D. Unfair Competition Law Claim

Finally, Cognism challenges the Unfair Competition Law (“UCL”) claim for the failure to allege a loss of money or property. In order to have standing to pursue a UCL claim, plaintiffs must show that they suffered injury in fact and “lost money or property” because of defendant's conduct. See Cal. Bus. & Prof. Code § 17204; Kwikset Corp. v. Superior Court, 51 Cal.4th 310, 317 (2011). There are “innumerable ways in which economic injury from unfair competition may be shown,” including having a “present or future property interest diminished” or being “deprived of money or property to which [plaintiff] has a cognizable claim.” Kwikset, 51 Cal.4th at 323.

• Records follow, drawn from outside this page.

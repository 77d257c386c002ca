//! # Spreadsheet Sources
//!
//! The ingestion path consumes a [`SpreadsheetGrid`] and does not care how it
//! was produced. [`GridSource`] is the seam: anything that can turn an
//! uploaded file into a header row plus data rows.
//!
//! [`CsvGridSource`] is the bundled implementation, built on the `csv` crate.
//! Header cells stay text verbatim; data cells go through
//! [`Value::from_cell`], so numbers become integers or reals and empty cells
//! become nulls.

use std::fs::File;
use std::io;
use std::path::Path;

use tracing::debug;

use crate::error::{Error, Result};
use crate::types::{SpreadsheetGrid, Value};

/// Produces a grid from an uploaded spreadsheet file.
///
/// # Rust Pattern: Trait at the Collaborator Seam
///
/// The engine only holds a `&dyn GridSource`, so tests and other file formats
/// plug in without touching ingestion.
pub trait GridSource: Send + Sync {
    fn read_grid(&self, path: &Path) -> Result<SpreadsheetGrid>;
}

/// Reads delimited text files.
#[derive(Debug, Clone, Copy)]
pub struct CsvGridSource {
    delimiter: u8,
}

impl Default for CsvGridSource {
    fn default() -> Self {
        Self { delimiter: b',' }
    }
}

impl CsvGridSource {
    pub fn with_delimiter(delimiter: u8) -> Self {
        Self { delimiter }
    }

    /// Parses CSV from any reader. Row 0 is the header.
    pub fn parse<R: io::Read>(&self, reader: R) -> Result<SpreadsheetGrid> {
        let mut csv = csv::ReaderBuilder::new()
            .has_headers(false)
            .flexible(true)
            .delimiter(self.delimiter)
            .from_reader(reader);

        let mut rows = Vec::new();
        for (i, record) in csv.records().enumerate() {
            let record = record.map_err(|e| Error::Grid(format!("row {i}: {e}")))?;
            let row = if i == 0 {
                record.iter().map(|cell| Value::from(cell.trim())).collect()
            } else {
                record.iter().map(Value::from_cell).collect()
            };
            rows.push(row);
        }

        if rows.is_empty() {
            return Err(Error::Grid("spreadsheet is empty".to_string()));
        }
        Ok(SpreadsheetGrid::new(rows))
    }
}

impl GridSource for CsvGridSource {
    fn read_grid(&self, path: &Path) -> Result<SpreadsheetGrid> {
        let file = File::open(path)
            .map_err(|e| Error::Grid(format!("cannot open {}: {e}", path.display())))?;
        let grid = self.parse(io::BufReader::new(file))?;
        debug!(path = %path.display(), rows = grid.data_len(), "spreadsheet loaded");
        Ok(grid)
    }
}

// =============================================================================
// Tests
// =============================================================================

Cognism argues that the UCL claim fails because Kis has not suffered a loss of money or property. Mot. at 32. In the Ninth Circuit, however, “plaintiffs who suffer[] a loss of their personal information suffer[] economic injury and ha[ve] [UCL] standing.” Calhoun v. Google LLC, 526 F.Supp.3d 605, 636 (N.D. Cal. 2021) (citing cases); see, e.g., Callahan v. PeopleConnect, Inc., No. 20-CV-09203-EMC, 2021 WL 5050079, at *19 (N.D. Cal. Nov. 1, 2021) (concluding that plaintiffs alleged economic injury because their “names and likenesses are intellectual property,” and “they were not paid . . . for the use of their names and likenesses”); Kellman, 599 F.Supp.3d at 896 (finding standing where “plaintiffs have alleged (among other injuries) that Spokeo was unjustly enriched and that the plaintiffs were not compensated for use of their likenesses [as] [b]oth are economic injuries . . .”); Spindler, 2022 WL 16985678, at *6 (holding that allegations that defendant was “unjustly enriched” and that plaintiff “was not compensated for use of his likeness, and that he was denied the right to control the commercial use of his name and persona” are economic injuries sufficient to allege UCL standing). Defendant does not provide persuasive authority to the contrary. For example, Cognism cites to Campbell v. Facebook Inc., 77 F.Supp.3d 836, 838, 849 (N.D. Cal. 2014), where the court found no UCL standing for a wiretap claim where, unlike here, the defendant did not advertise or misappropriate plaintiffs' names or likenesses. The Court accordingly finds that Kis has adequately alleged economic injury and DENIES the motion to dismiss the UCL claim.

IV. CONCLUSION

For the foregoing reasons, the Court DENIES the motion to dismiss the common law misappropriation and statutory right of publicity claims and DENIES the motion to dismiss the UCL claim. The Court DISMISSES the California Invasion of Privacy Act Section 632 and 637 claims without leave to amend and DISMISSES the Section 631 claim with leave to amend. Any amended complaint must be filed by September 23, 2024. No additional parties or claims may be added without leave of Court or stipulation of Defendant.

IT IS SO ORDERED.


Summaries of

Kis v. Cognism Inc.

United States District Court, Northern District of California
Aug 23, 2024
22-cv-05322-AMO (N.D. Cal. Aug. 23, 2024)
Case details for

Kis v. Cognism Inc.

Case Details

Full title:NICHOLAS KIS, Plaintiff, v. COGNISM INC., Defendant.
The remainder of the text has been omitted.